## Problem description
Each line below is to be copied out exactly, and none may be omitted.

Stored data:
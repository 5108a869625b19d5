//! Reachability check for the Kodi web server, separate from JSON-RPC.
use reqwest::StatusCode;
use std::time::Duration;
use tracing::debug;

use crate::client::RpcError;
use crate::config::KodiConfig;

/// Upper bound for one probe. The probe runs every cycle, so it must stay short.
pub const PROBE_TIMEOUT: Duration = Duration::from_secs(2);

#[derive(Debug, Clone)]
pub struct Prober {
    http: reqwest::Client,
    host: String,
    port: u16,
}

impl Prober {
    pub fn new(host: impl Into<String>, port: u16) -> Result<Self, RpcError> {
        let http = reqwest::Client::builder()
            .no_proxy()
            .connect_timeout(PROBE_TIMEOUT)
            .timeout(PROBE_TIMEOUT)
            .build()?;
        Ok(Self {
            http,
            host: host.into(),
            port,
        })
    }

    pub fn from_config(config: &KodiConfig) -> Result<Self, RpcError> {
        Self::new(config.address.clone(), config.port)
    }

    /// `GET /` on the host; only a 200 counts as connected.
    pub async fn is_connected(&self) -> bool {
        if self.host.is_empty() {
            return false;
        }
        let url = format!("http://{}:{}/", self.host, self.port);
        match self.http.get(&url).send().await {
            Ok(response) => response.status() == StatusCode::OK,
            Err(e) => {
                debug!("[probe] {} unreachable: {}", url, e);
                false
            }
        }
    }
}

## Exercise answer
repository 5108a869625b19d5
//! Reachability check for the Kodi web server, separate from JSON-RPC.
use reqwest::StatusCode;
use std::time::Duration;
use tracing::debug;

use crate::client::RpcError;
use crate::config::KodiConfig;

/// Upper bound for one probe. The probe runs every cycle, so it must stay short.
pub const PROBE_TIMEOUT: Duration = Duration::from_secs(2);

#[derive(Debug, Clone)]
pub struct Prober {
    http: reqwest::Client,
    host: String,
    port: u16,
}

impl Prober {
    pub fn new(host: impl Into<String>, port: u16) -> Result<Self, RpcError> {
        let http = reqwest::Client::builder()
            .no_proxy()
            .connect_timeout(PROBE_TIMEOUT)
            .timeout(PROBE_TIMEOUT)
            .build()?;
        Ok(Self {
            http,
            host: host.into(),
            port,
        })
    }

    pub fn from_config(config: &KodiConfig) -> Result<Self, RpcError> {
        Self::new(config.address.clone(), config.port)
    }

    /// `GET /` on the host; only a 200 counts as connected.
    pub async fn is_connected(&self) -> bool {
        if self.host.is_empty() {
            return false;
        }
        let url = format!("http://{}:{}/", self.host, self.port);
        match self.http.get(&url).send().await {
            Ok(response) => response.status() == StatusCode::OK,
            Err(e) => {
                debug!("[probe] {} unreachable: {}", url, e);
                false
            }
        }
    }
}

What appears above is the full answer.